Work required
Figure out how many lines of the material below contain the word "bool". Answer with the number only.

%%

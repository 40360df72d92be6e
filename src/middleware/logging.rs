//! Logging middleware
//!
//! Wraps a disklet and reports each operation before forwarding it.

use log::{debug, info};
use std::fmt;

use crate::error::StorageError;
use crate::storage::results::Listing;
use crate::storage::Disklet;

/// Operation names as they appear in log lines
#[derive(Debug, Clone, Copy, PartialEq, Eq)]
pub enum LogOperation {
    Delete,
    GetData,
    GetText,
    List,
    SetData,
    SetText,
}

impl LogOperation {
    pub fn as_str(&self) -> &'static str {
        match self {
            LogOperation::Delete => "delete",
            LogOperation::GetData => "get data",
            LogOperation::GetText => "get text",
            LogOperation::List => "list",
            LogOperation::SetData => "set data",
            LogOperation::SetText => "set text",
        }
    }

    pub fn is_mutation(&self) -> bool {
        matches!(
            self,
            LogOperation::Delete | LogOperation::SetData | LogOperation::SetText
        )
    }
}

impl fmt::Display for LogOperation {
    fn fmt(&self, f: &mut fmt::Formatter<'_>) -> fmt::Result {
        f.write_str(self.as_str())
    }
}

pub type LogCallback = Box<dyn Fn(&str, LogOperation) + Send + Sync>;

#[derive(Default)]
pub struct LogOptions {
    /// Report reads as well as mutations
    pub verbose: bool,
    /// Invoked with every reported operation
    pub callback: Option<LogCallback>,
}

pub struct LoggedDisklet<D> {
    inner: D,
    options: LogOptions,
}

impl<D: Disklet> LoggedDisklet<D> {
    pub fn new(inner: D, options: LogOptions) -> Self {
        Self { inner, options }
    }

    fn log(&self, operation: LogOperation, path: &str) {
        if !(self.options.verbose || operation.is_mutation()) {
            debug!("{} \"{}\"", operation, path);
            return;
        }

        info!("{} \"{}\"", operation, path);
        if let Some(callback) = &self.options.callback {
            callback(path, operation);
        }
    }
}

impl<D: Disklet> Disklet for LoggedDisklet<D> {
    fn delete(&self, path: &str) -> Result<(), StorageError> {
        self.log(LogOperation::Delete, path);
        self.inner.delete(path)
    }

    fn get_data(&self, path: &str) -> Result<Vec<u8>, StorageError> {
        self.log(LogOperation::GetData, path);
        self.inner.get_data(path)
    }

    fn get_text(&self, path: &str) -> Result<String, StorageError> {
        self.log(LogOperation::GetText, path);
        self.inner.get_text(path)
    }

    fn list(&self, path: &str) -> Result<Listing, StorageError> {
        self.log(LogOperation::List, path);
        self.inner.list(path)
    }

    fn set_data(&self, path: &str, data: &[u8]) -> Result<(), StorageError> {
        self.log(LogOperation::SetData, path);
        self.inner.set_data(path, data)
    }

    fn set_text(&self, path: &str, text: &str) -> Result<(), StorageError> {
        self.log(LogOperation::SetText, path);
        self.inner.set_text(path, text)
    }
}
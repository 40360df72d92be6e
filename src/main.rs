//! Disklet server - Entry Point
//!
//! Serves a scoped file store over a JSON-lines TCP protocol.

use log::{error, info};
use std::process;

use disklet::ServerError;
use disklet::server::{Server, ServerConfig, open_store};
use disklet::utils::logging::setup_logging;

#[tokio::main]
async fn main() {
    if let Err(e) = run().await {
        error!("{}", e);
        eprintln!("disklet: {}", e);
        process::exit(1);
    }
}

async fn run() -> Result<(), ServerError> {
    let config = ServerConfig::load()?;
    setup_logging(&config.log_level);

    info!("Launching disklet server...");

    let disklet = open_store(&config)?;
    let server = Server::bind(config, disklet).await?;
    server.run().await;
    Ok(())
}
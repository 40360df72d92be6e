//! Protocol handlers
//!
//! Executes parsed requests against a disklet and builds the single
//! response each one is owed.

use log::debug;
use serde_json::Value;

use crate::error::{ProtocolError, StorageError};
use crate::error::handlers::handle_error;
use crate::navigate::deep_list;
use crate::protocol::codec::{decode_data, encode_data};
use crate::protocol::commands::{Command, Request};
use crate::protocol::responses::Response;
use crate::storage::Disklet;
use crate::storage::results::Listing;

/// Runs one request to completion. Blocking; call from a blocking context.
pub fn handle_request<D: Disklet + ?Sized>(disklet: &D, request: Request) -> Response {
    let Request { id, command } = request;
    debug!("Handling {} '{}' (id {:?})", command.name(), command.path(), id);

    let name = command.name();
    let operation = match Operation::decode(command) {
        Ok(operation) => operation,
        Err(e) => return Response::from_protocol_error(id, &e),
    };

    match execute(disklet, operation) {
        Ok(result) => Response::success(id, result),
        Err(err) => {
            handle_error(name, &err);
            Response::from_storage_error(id, &err)
        }
    }
}

/// A command after boundary decoding; binary payloads are raw bytes from here on
enum Operation {
    Delete(String),
    GetData(String),
    GetText(String),
    List(String),
    DeepList(String),
    SetData(String, Vec<u8>),
    SetText(String, String),
}

impl Operation {
    fn decode(command: Command) -> Result<Self, ProtocolError> {
        Ok(match command {
            Command::Delete { path } => Operation::Delete(path),
            Command::GetData { path } => Operation::GetData(path),
            Command::GetText { path } => Operation::GetText(path),
            Command::List { path } => Operation::List(path),
            Command::DeepList { path } => Operation::DeepList(path),
            Command::SetData { path, data } => Operation::SetData(path, decode_data(&data)?),
            Command::SetText { path, text } => Operation::SetText(path, text),
        })
    }
}

fn execute<D: Disklet + ?Sized>(disklet: &D, operation: Operation) -> Result<Value, StorageError> {
    match operation {
        Operation::Delete(path) => disklet.delete(&path).map(|_| Value::Null),
        Operation::GetData(path) => disklet
            .get_data(&path)
            .map(|data| Value::String(encode_data(&data))),
        Operation::GetText(path) => disklet.get_text(&path).map(Value::String),
        Operation::List(path) => listing_value(disklet.list(&path)?),
        Operation::DeepList(path) => listing_value(deep_list(disklet, &path)?),
        Operation::SetData(path, data) => disklet.set_data(&path, &data).map(|_| Value::Null),
        Operation::SetText(path, text) => disklet.set_text(&path, &text).map(|_| Value::Null),
    }
}

fn listing_value(listing: Listing) -> Result<Value, StorageError> {
    serde_json::to_value(listing).map_err(|e| StorageError::IoFailure(e.into()))
}
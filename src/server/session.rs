//! Client sessions
//!
//! Reads request lines from one connection, runs each on the blocking pool,
//! and writes responses back as they complete. Responses may arrive out of
//! order; clients match them by `id`.

use log::{error, info, warn};
use std::net::SocketAddr;
use std::sync::Arc;
use tokio::io::{AsyncWriteExt, BufReader};
use tokio::net::TcpStream;
use tokio::net::tcp::OwnedWriteHalf;
use tokio::sync::{Semaphore, mpsc};

use crate::error::ProtocolError;
use crate::protocol::{
    LineRead, Response, discard_line, handle_request, parse_line, read_request_line, recover_id,
};
use crate::server::config::ServerConfig;
use crate::storage::Disklet;

/// Bound on responses queued for the writer
const RESPONSE_QUEUE: usize = 64;

pub async fn handle_session(
    stream: TcpStream,
    client_addr: SocketAddr,
    disklet: Arc<dyn Disklet>,
    config: Arc<ServerConfig>,
) {
    info!("Client connected: {}", client_addr);

    let (read_half, write_half) = stream.into_split();
    let (tx, rx) = mpsc::channel::<Response>(RESPONSE_QUEUE);
    let writer = tokio::spawn(write_responses(write_half, rx, client_addr));
    let in_flight = Arc::new(Semaphore::new(config.max_in_flight));

    let mut reader = BufReader::new(read_half);
    let mut line = Vec::new();

    loop {
        let read = match read_request_line(&mut reader, &mut line, config.max_request_length).await {
            Ok(read) => read,
            Err(e) => {
                error!("Failed to read from {}: {}", client_addr, e);
                break;
            }
        };

        let request = match read {
            LineRead::Eof => {
                info!("Connection closed by client {}", client_addr);
                break;
            }
            LineRead::TooLong { length, terminated } => {
                let e = ProtocolError::RequestTooLong {
                    length,
                    limit: config.max_request_length,
                };
                warn!("Bad request from {}: {}", client_addr, e);
                if tx.send(Response::from_protocol_error(None, &e)).await.is_err() {
                    break;
                }
                if !terminated {
                    if let Err(e) = discard_line(&mut reader).await {
                        error!("Failed to read from {}: {}", client_addr, e);
                        break;
                    }
                }
                continue;
            }
            LineRead::Line => match parse_line(&line, config.max_request_length) {
                Ok(request) => request,
                Err(e) => {
                    warn!("Bad request from {}: {}", client_addr, e);
                    let id = recover_id(String::from_utf8_lossy(&line).trim_end());
                    if tx.send(Response::from_protocol_error(id, &e)).await.is_err() {
                        break;
                    }
                    continue;
                }
            },
        };

        // Stop reading while this session already has its share of work queued.
        let permit = match Arc::clone(&in_flight).acquire_owned().await {
            Ok(permit) => permit,
            Err(_) => break,
        };

        let disklet = Arc::clone(&disklet);
        let tx = tx.clone();
        tokio::spawn(async move {
            let id = request.id;
            let response =
                match tokio::task::spawn_blocking(move || handle_request(&*disklet, request)).await {
                    Ok(response) => response,
                    Err(e) => {
                        error!("Request {:?} from {} aborted: {}", id, client_addr, e);
                        Response::failure(id, "EIO", "request aborted")
                    }
                };
            let _ = tx.send(response).await;
            drop(permit);
        });
    }

    // Writer finishes once every in-flight request has answered.
    drop(tx);
    if let Err(e) = writer.await {
        error!("Response writer for {} failed: {}", client_addr, e);
    }
    info!("Client {} disconnected", client_addr);
}

async fn write_responses(
    mut write_half: OwnedWriteHalf,
    mut rx: mpsc::Receiver<Response>,
    client_addr: SocketAddr,
) {
    while let Some(response) = rx.recv().await {
        if let Err(e) = write_half.write_all(response.to_line().as_bytes()).await {
            warn!("Failed to write to {}: {}", client_addr, e);
            break;
        }
    }
    let _ = write_half.shutdown().await;
}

%%

Task result
2